Sotto la volta il loggione ospita circa 300 posti a sedere; al di sotto si estendono 13 palchi di terzo ordine ed altrettanti di secondo, tra cui quello riservato al Comune, segnato con stemma cittadino, posto sopra l’ingresso. Seguono 12 palchi di prim’ordine. Ognuno di essi ha una profondità di metri 1,80 e un fronte di metri 2,10. All’esterno i palchi sono decorati con intagli lignei scolpiti a mano dai maestri Raffaele Del Bello e Gerardo Gerardini; seguono i dipinti di Pietro Giovannetti e indorati in oro zecchino da Giuseppe Manaresi. In platea, infine, si hanno 12 poltrone e 90 sedie. Complessivamente la capienza del Comunale è di 554 spettatori.
Sulla bocca d’opera si hanno quattro ritratti: Verdi, Rossini, Goldoni e Alfieri in chiaroscuro; al centro l’orologio opera del maestro atriano Luigi Orlando. L’imponenza del palcoscenico è data dalle sue misure: un fronte di metri 15,10 ed una profondità di metri 18,75. L’impianto scenico è opera di Federico Mancini, di Teramo, mentre il telone con l’imperatore Elio Adriano, intento a bruciare i libri dei debiti delle province, è opera di Giustino Di Giacomo, nativo di Chieti. Sopra l’atrio è collocato il foyer destinato a scopi culturali, che fu realizzato successivamente al giorno dell’inaugurazione. L’intera opera lignea dalla platea ai palchi, dal loggione al palcoscenico, è dovuta a Vincenzo Nini, di Senigallia, a cui si deve la realizzazione di tutti gli interni.
La città di Atri trova nel teatro il punto di riferimento sociale, politico e culturale, il centro di aggregazione e lo specchio dei tempi. Tutti gli atriani – ma non solo essi – hanno visto e si sono emozionati nell’osservare da vicino questo scrigno bellissimo, di generazione in generazione, godendosi in primis le opere liriche, dal Rigoletto di Verdi nel 1886 alla prima della Carmen di Bizet l’anno successivo. Nell’ultimo secolo hanno applaudito il battesimo in pubblico della Banda musicale di Atri, fino a chiedere i bis a tutti i più grandi della storia del teatro nazionale: Ugo Pagliai, Giorgio Albertazzi, Carmelo Bene, per arrivare fino a Gigi Proietti, che proprio ad Atri presentò in anteprima nazionale lo spettacolo “A me gli occhi please”. E poi prosa, lirica, concerti, saggi scolastici, feste di tutti i tipi. Il Teatro ha fatto anche da dormitorio alle truppe inglesi, di passaggio in Abruzzo nel secondo conflitto mondiale per recarsi ad Ortona. Negli anni Ottanta la struttura fu oggetto di restauro conservativo, sia internamente sia esternamente: soltanto allora si scoprirono le locandine che campeggiavano sulle mura dei camerini a ricordo di quelle meravigliose serate culturali.
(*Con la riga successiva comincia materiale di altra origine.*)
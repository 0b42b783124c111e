//! Periodic trigger for discovery and batch processing
//!
//! The scheduler runs as one background task. A timer fires every
//! `processingIntervalMinutes` (at least 1). Each tick re-reads the persisted
//! settings, asks the [`MessageSource`] for candidates and hands the unseen
//! ones to the [`BatchProcessor`]. Interval changes cancel and recreate the
//! timer; the new period starts counting from the change.

use chrono::Utc;
use std::sync::Arc;
use std::time::Duration;
use tokio::sync::{mpsc, oneshot};
use tokio::task::JoinHandle;
use tokio::time::{interval_at, Instant, Interval, MissedTickBehavior};
use tracing::{debug, error, info, warn};

use crate::discovery::{MessageSource, SeenMessages};
use crate::error::{GmailError, Result};
use crate::logging::LogHandle;
use crate::models::{clamp_interval, RunSummary};
use crate::processor::BatchProcessor;
use crate::storage::Store;

const COMMAND_BUFFER: usize = 16;

/// What a single tick did
#[derive(Debug, Clone, PartialEq)]
pub enum TickOutcome {
    /// `settings.enabled` is false; nothing ran and `lastChecked` is unchanged
    Disabled,
    /// Discovery ran; `summary` is `None` when there was nothing new
    Checked {
        discovered: usize,
        summary: Option<RunSummary>,
    },
}

/// Persist a new processing interval, clamped to at least one minute
///
/// Returns the interval actually stored.
pub async fn reschedule_interval(store: &Store, minutes: u32) -> Result<u32> {
    let minutes = clamp_interval(minutes);
    let mut settings = store.load_settings().await?;
    settings.processing_interval_minutes = Some(minutes);
    store.save_settings(&settings).await?;
    info!("Processing interval set to {} minute(s)", minutes);
    Ok(minutes)
}

fn timer(minutes: u32) -> Interval {
    let period = Duration::from_secs(60 * u64::from(clamp_interval(minutes)));
    let mut timer = interval_at(Instant::now() + period, period);
    timer.set_missed_tick_behavior(MissedTickBehavior::Delay);
    timer
}

enum Command {
    Reschedule {
        minutes: u32,
        reply: oneshot::Sender<Result<u32>>,
    },
    ProcessNow {
        reply: oneshot::Sender<Result<TickOutcome>>,
    },
    Shutdown,
}

/// Sends requests to a running scheduler task
#[derive(Clone)]
pub struct SchedulerHandle {
    tx: mpsc::Sender<Command>,
}

impl SchedulerHandle {
    async fn request<T>(&self, make: impl FnOnce(oneshot::Sender<Result<T>>) -> Command) -> Result<T> {
        let (reply, response) = oneshot::channel();
        self.tx
            .send(make(reply))
            .await
            .map_err(|_| GmailError::SchedulerError("Scheduler is not running".to_string()))?;
        response
            .await
            .map_err(|_| GmailError::SchedulerError("Scheduler stopped before replying".to_string()))?
    }

    /// Change the interval; the timer is recreated with the clamped value
    pub async fn reschedule(&self, minutes: u32) -> Result<u32> {
        self.request(|reply| Command::Reschedule { minutes, reply }).await
    }

    /// Run one tick immediately, outside the timer
    pub async fn process_now(&self) -> Result<TickOutcome> {
        self.request(|reply| Command::ProcessNow { reply }).await
    }

    /// Stop the loop after the current tick, if any
    pub async fn shutdown(&self) {
        let _ = self.tx.send(Command::Shutdown).await;
    }
}

pub struct Scheduler {
    processor: Arc<BatchProcessor>,
    source: Arc<dyn MessageSource>,
    seen: SeenMessages,
    log: Option<LogHandle>,
}

impl Scheduler {
    pub fn new(processor: Arc<BatchProcessor>, source: Arc<dyn MessageSource>) -> Self {
        Self {
            processor,
            source,
            seen: SeenMessages::default(),
            log: None,
        }
    }

    /// Apply `settings.logLevel` through this handle at every tick
    pub fn with_log_handle(mut self, log: LogHandle) -> Self {
        self.log = Some(log);
        self
    }

    fn store(&self) -> &Store {
        self.processor.store()
    }

    /// One discovery and processing pass
    pub async fn tick(&mut self) -> Result<TickOutcome> {
        let settings = self.store().load_settings().await?;

        if let Some(log) = &self.log {
            if let Err(e) = log.set_level(settings.log_level) {
                warn!("{}", e);
            }
        }

        if !settings.enabled {
            debug!("Processing disabled, skipping tick");
            return Ok(TickOutcome::Disabled);
        }

        let checked = self.check().await;

        // Stamped for every enabled tick, including failed ones
        match self.store().load_settings().await {
            Ok(mut settings) => {
                settings.last_checked = Some(Utc::now());
                if let Err(e) = self.store().save_settings(&settings).await {
                    warn!("Failed to store lastChecked: {}", e);
                }
            }
            Err(e) => warn!("Failed to store lastChecked: {}", e),
        }

        checked
    }

    async fn check(&mut self) -> Result<TickOutcome> {
        let discovered = self.source.discover().await?;
        let found = discovered.len();
        let fresh = self.seen.unseen(discovered);

        let summary = if fresh.is_empty() {
            debug!("No new messages among {} discovered", found);
            None
        } else {
            let summary = self.processor.process_messages(&fresh).await?;
            self.seen.mark_seen(&fresh);
            Some(summary)
        };

        Ok(TickOutcome::Checked {
            discovered: found,
            summary,
        })
    }

    async fn scheduled_tick(&mut self) {
        match self.tick().await {
            Ok(TickOutcome::Disabled) => {}
            Ok(TickOutcome::Checked { discovered, summary }) => {
                if let Some(summary) = summary {
                    info!(
                        discovered,
                        processed = summary.processed,
                        "Scheduled run finished"
                    );
                }
            }
            Err(e) => error!("Scheduled run failed: {}", e),
        }
    }

    /// Run until shutdown or until every handle is dropped
    async fn run(mut self, mut commands: mpsc::Receiver<Command>) -> Result<()> {
        let mut minutes = self.store().load_settings().await?.interval_minutes();
        let mut interval = timer(minutes);
        info!("Scheduler started (interval: {} minute(s))", minutes);

        loop {
            tokio::select! {
                _ = interval.tick() => {
                    self.scheduled_tick().await;

                    // Another process may have changed the interval
                    match self.store().load_settings().await {
                        Ok(settings) if settings.interval_minutes() != minutes => {
                            minutes = settings.interval_minutes();
                            interval = timer(minutes);
                            info!("Interval changed to {} minute(s)", minutes);
                        }
                        Ok(_) => {}
                        Err(e) => warn!("Failed to re-read settings: {}", e),
                    }
                }
                command = commands.recv() => match command {
                    Some(Command::Reschedule { minutes: requested, reply }) => {
                        let result = reschedule_interval(self.store(), requested).await;
                        if let Ok(applied) = result {
                            minutes = applied;
                            interval = timer(minutes);
                        }
                        let _ = reply.send(result);
                    }
                    Some(Command::ProcessNow { reply }) => {
                        let result = self.tick().await;
                        let _ = reply.send(result);
                    }
                    Some(Command::Shutdown) | None => break,
                },
            }
        }

        info!("Scheduler stopped");
        Ok(())
    }

    /// Spawn the loop on the current runtime
    pub fn spawn(self) -> (SchedulerHandle, JoinHandle<Result<()>>) {
        let (tx, rx) = mpsc::channel(COMMAND_BUFFER);
        let task = tokio::spawn(self.run(rx));
        (SchedulerHandle { tx }, task)
    }
}
//! Bounded retry with exponential backoff for outbound Gmail calls

use std::future::Future;
use std::time::Duration;
use tracing::{debug, warn};

use crate::config::RetryConfig;
use crate::error::{GmailError, Result};

pub const DEFAULT_MAX_ATTEMPTS: u32 = 3;
pub const DEFAULT_BASE_DELAY: Duration = Duration::from_millis(300);

/// How often and how patiently a remote call is retried
#[derive(Debug, Clone, Copy, PartialEq, Eq)]
pub struct RetryPolicy {
    /// Total attempts including the first one
    pub max_attempts: u32,
    /// Delay before the second attempt; doubles for every further attempt
    pub base_delay: Duration,
}

impl Default for RetryPolicy {
    fn default() -> Self {
        Self {
            max_attempts: DEFAULT_MAX_ATTEMPTS,
            base_delay: DEFAULT_BASE_DELAY,
        }
    }
}

impl From<&RetryConfig> for RetryPolicy {
    fn from(config: &RetryConfig) -> Self {
        Self::new(config.max_attempts, Duration::from_millis(config.base_delay_ms))
    }
}

impl RetryPolicy {
    pub fn new(max_attempts: u32, base_delay: Duration) -> Self {
        Self {
            max_attempts: max_attempts.max(1),
            base_delay,
        }
    }

    /// Backoff slept after failed attempt number `attempt` (1-based)
    pub fn delay_for(&self, attempt: u32) -> Duration {
        let exponent = attempt.saturating_sub(1).min(16);
        self.base_delay.saturating_mul(1u32 << exponent)
    }

    /// Worst-case time spent sleeping if every attempt fails
    pub fn total_backoff(&self) -> Duration {
        (1..self.max_attempts).map(|a| self.delay_for(a)).sum()
    }
}

/// Execute an async operation, retrying transient failures with exponential backoff
///
/// Only [`GmailError::is_transient`] errors are retried. Permanent errors are
/// returned unchanged after the first attempt. When every attempt fails with a
/// transient error the last one is wrapped in
/// [`GmailError::RemoteOperationFailed`].
pub async fn with_retry<T, F, Fut>(
    policy: &RetryPolicy,
    operation_name: &str,
    mut operation: F,
) -> Result<T>
where
    F: FnMut() -> Fut,
    Fut: Future<Output = Result<T>>,
{
    let mut attempt = 0;

    loop {
        attempt += 1;
        match operation().await {
            Ok(result) => {
                if attempt > 1 {
                    debug!("{} succeeded on attempt {}", operation_name, attempt);
                }
                return Ok(result);
            }
            Err(e) if e.is_transient() && attempt < policy.max_attempts => {
                let delay = policy.delay_for(attempt);
                warn!(
                    "{} failed (attempt {}/{}): {}. Retrying in {:?}...",
                    operation_name, attempt, policy.max_attempts, e, delay
                );
                tokio::time::sleep(delay).await;
            }
            Err(e) if e.is_transient() => {
                warn!(
                    "{} failed after {} attempt(s): {}",
                    operation_name, attempt, e
                );
                return Err(GmailError::RemoteOperationFailed {
                    operation: operation_name.to_string(),
                    attempts: attempt,
                    source: Box::new(e),
                });
            }
            Err(e) => return Err(e),
        }
    }
}

#[cfg(test)]
mod tests {
    use super::*;
    use std::sync::atomic::{AtomicU32, Ordering};
    use std::sync::Arc;

    fn fast_policy(max_attempts: u32) -> RetryPolicy {
        RetryPolicy::new(max_attempts, Duration::from_millis(1))
    }

    fn server_error() -> GmailError {
        GmailError::ServerError {
            status: 500,
            message: "Internal Server Error".to_string(),
        }
    }

    #[test]
    fn test_delay_doubles() {
        let policy = RetryPolicy::default();
        assert_eq!(policy.delay_for(1), Duration::from_millis(300));
        assert_eq!(policy.delay_for(2), Duration::from_millis(600));
        assert_eq!(policy.delay_for(3), Duration::from_millis(1200));
        assert_eq!(policy.total_backoff(), Duration::from_millis(900));
    }

    #[test]
    fn test_zero_attempts_means_one() {
        assert_eq!(RetryPolicy::new(0, Duration::ZERO).max_attempts, 1);
    }

    #[tokio::test]
    async fn test_retries_server_errors_then_succeeds() {
        for n in 1..=4u32 {
            let calls = Arc::new(AtomicU32::new(0));
            let calls_clone = Arc::clone(&calls);

            let result = with_retry(&fast_policy(n), "test_op", || {
                let calls = Arc::clone(&calls_clone);
                async move {
                    let current = calls.fetch_add(1, Ordering::SeqCst) + 1;
                    if current < n {
                        Err(server_error())
                    } else {
                        Ok("success")
                    }
                }
            })
            .await;

            assert_eq!(result.unwrap(), "success");
            assert_eq!(calls.load(Ordering::SeqCst), n);
        }
    }

    #[tokio::test]
    async fn test_exhausts_attempts() {
        let calls = Arc::new(AtomicU32::new(0));
        let calls_clone = Arc::clone(&calls);

        let result: Result<()> = with_retry(&fast_policy(3), "modify_message", || {
            let calls = Arc::clone(&calls_clone);
            async move {
                calls.fetch_add(1, Ordering::SeqCst);
                Err(server_error())
            }
        })
        .await;

        assert_eq!(calls.load(Ordering::SeqCst), 3);
        match result {
            Err(GmailError::RemoteOperationFailed {
                operation,
                attempts,
                source,
            }) => {
                assert_eq!(operation, "modify_message");
                assert_eq!(attempts, 3);
                assert!(matches!(*source, GmailError::ServerError { status: 500, .. }));
            }
            other => panic!("expected RemoteOperationFailed, got {:?}", other),
        }
    }

    #[tokio::test]
    async fn test_client_error_not_retried() {
        let calls = Arc::new(AtomicU32::new(0));
        let calls_clone = Arc::clone(&calls);

        let result: Result<()> = with_retry(&fast_policy(3), "test_op", || {
            let calls = Arc::clone(&calls_clone);
            async move {
                calls.fetch_add(1, Ordering::SeqCst);
                Err(GmailError::from_status(404, "Not Found"))
            }
        })
        .await;

        assert!(matches!(result, Err(GmailError::NotFound(_))));
        assert_eq!(calls.load(Ordering::SeqCst), 1);
    }

    #[tokio::test]
    async fn test_network_error_retried() {
        let calls = Arc::new(AtomicU32::new(0));
        let calls_clone = Arc::clone(&calls);

        let result = with_retry(&fast_policy(3), "test_op", || {
            let calls = Arc::clone(&calls_clone);
            async move {
                if calls.fetch_add(1, Ordering::SeqCst) == 0 {
                    Err(GmailError::NetworkError("connection reset".to_string()))
                } else {
                    Ok(7)
                }
            }
        })
        .await;

        assert_eq!(result.unwrap(), 7);
        assert_eq!(calls.load(Ordering::SeqCst), 2);
    }

    #[tokio::test(start_paused = true)]
    async fn test_backoff_sleeps_between_attempts() {
        let start = tokio::time::Instant::now();
        let result: Result<()> = with_retry(&RetryPolicy::default(), "test_op", || async {
            Err(server_error())
        })
        .await;

        assert!(result.is_err());
        // 300ms + 600ms, no sleep after the final attempt
        let elapsed = start.elapsed();
        assert!(elapsed >= Duration::from_millis(900), "elapsed {:?}", elapsed);
        assert!(elapsed < Duration::from_millis(1200), "elapsed {:?}", elapsed);
    }
}
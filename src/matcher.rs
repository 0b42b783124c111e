//! Rule pattern matching
//!
//! Each of the four optional rule patterns is compiled as a case-insensitive
//! regular expression and searched (not anchored) in the corresponding message
//! field. All defined patterns must match. Empty patterns are treated as not
//! provided, and a rule that fails to compile never matches.

use regex::{Regex, RegexBuilder};
use tracing::debug;

use crate::error::{GmailError, Result};
use crate::models::{Message, Rule};

/// Message field a pattern is tested against
#[derive(Debug, Clone, Copy, PartialEq, Eq)]
pub enum MessageField {
    From,
    To,
    Subject,
    Body,
}

impl MessageField {
    pub const ALL: [MessageField; 4] = [
        MessageField::From,
        MessageField::To,
        MessageField::Subject,
        MessageField::Body,
    ];

    pub fn name(&self) -> &'static str {
        match self {
            MessageField::From => "from",
            MessageField::To => "to",
            MessageField::Subject => "subject",
            MessageField::Body => "body",
        }
    }

    /// The rule's pattern for this field, `None` when unset or empty
    pub fn pattern<'r>(&self, rule: &'r Rule) -> Option<&'r str> {
        let pattern = match self {
            MessageField::From => rule.from_pattern.as_deref(),
            MessageField::To => rule.to_pattern.as_deref(),
            MessageField::Subject => rule.subject_pattern.as_deref(),
            MessageField::Body => rule.body_pattern.as_deref(),
        };
        pattern.filter(|p| !p.is_empty())
    }

    pub fn value<'m>(&self, message: &'m Message) -> &'m str {
        match self {
            MessageField::From => &message.from,
            MessageField::To => &message.to,
            MessageField::Subject => &message.subject,
            MessageField::Body => message.body_text(),
        }
    }
}

/// Compile one pattern the way rules are matched: case-insensitive, unanchored
pub fn compile_pattern(field: MessageField, pattern: &str) -> Result<Regex> {
    build_regex(pattern).map_err(|e| GmailError::InvalidPattern {
            field: field.name(),
            pattern: pattern.to_string(),
            reason: e.to_string(),
        })
}

fn build_regex(pattern: &str) -> std::result::Result<Regex, regex::Error> {
    RegexBuilder::new(pattern).case_insensitive(true).build()
}

/// A rule with its patterns compiled once, reusable across many messages
#[derive(Debug, Clone)]
pub struct CompiledRule {
    patterns: Vec<(MessageField, Regex)>,
}

impl CompiledRule {
    /// Compile every non-empty pattern of `rule`
    pub fn compile(rule: &Rule) -> Result<Self> {
        let mut patterns = Vec::with_capacity(4);
        for field in MessageField::ALL {
            if let Some(pattern) = field.pattern(rule) {
                patterns.push((field, compile_pattern(field, pattern)?));
            }
        }
        Ok(Self { patterns })
    }

    /// True when every compiled pattern finds a match in its field
    pub fn is_match(&self, message: &Message) -> bool {
        self.patterns
            .iter()
            .all(|(field, re)| re.is_match(field.value(message)))
    }

    /// Number of patterns the rule defines
    pub fn pattern_count(&self) -> usize {
        self.patterns.len()
    }
}

/// Decide whether `message` matches `rule`
///
/// Never fails: a malformed pattern yields `false`.
pub fn matches(message: &Message, rule: &Rule) -> bool {
    match CompiledRule::compile(rule) {
        Ok(compiled) => compiled.is_match(message),
        Err(e) => {
            debug!(rule_id = %rule.id, "Rule treated as non-matching: {}", e);
            false
        }
    }
}

/// Outcome of evaluating a single pattern against a sample string
#[derive(Debug, Clone, PartialEq, Eq)]
pub enum PatternEvaluation {
    /// No pattern given
    Empty,
    /// Pattern does not compile
    Error(String),
    Match,
    NoMatch,
}

impl PatternEvaluation {
    pub fn symbol(&self) -> &'static str {
        match self {
            PatternEvaluation::Empty => "—",
            PatternEvaluation::Error(_) => "!",
            PatternEvaluation::Match => "✔",
            PatternEvaluation::NoMatch => "✖",
        }
    }
}

/// Evaluate one pattern against a sample, as a rule editor preview would
pub fn evaluate_pattern(pattern: Option<&str>, sample: Option<&str>) -> PatternEvaluation {
    let pattern = match pattern {
        Some(p) if !p.is_empty() => p,
        _ => return PatternEvaluation::Empty,
    };

    let re = match build_regex(pattern) {
        Ok(re) => re,
        Err(e) => return PatternEvaluation::Error(e.to_string()),
    };

    match sample {
        Some(s) if !s.is_empty() && re.is_match(s) => PatternEvaluation::Match,
        _ => PatternEvaluation::NoMatch,
    }
}

/// Check that every non-empty pattern of `rule` compiles
pub fn validate_patterns(rule: &Rule) -> Result<()> {
    CompiledRule::compile(rule).map(|_| ())
}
Del resto, da sempre Atri è una città di cantanti. Sono ancora molti gli atriani che ricordano Teresa Cantarini, mezzosoprano che negli anni ’50 arrivò anche al teatro dell’Opera di Roma dove rappresentò l’opera di Cyrano di Bergerac in quattro atti. Era una stella del firmamento lirico di Atri, che prese le mosse proprio dal teatro Comunale. Successivamente l’artista convolò a nozze con un medico dentista, si trasferì negli Stati Uniti e lasciò la brillante carriera.
Oggi il teatro Comunale rappresenta la città di Atri a livello culturale, con le sue molteplici iniziative organizzate in tutti i periodi dell’anno. L’auspicio è che contribuisca ancora fattivamente alla formazione e all’identità culturale di una città e di un territorio per tutti quei giovani che ambiscono a calcare le scene, come hanno fatto in precedenza coloro i quali li hanno preceduti e che, pur di affermarsi e fare esperienza, avevano il coraggio di recitare dinanzi al pubblico di Atri all’interno del Comunale, gemma ottocentesca della cultura abruzzese.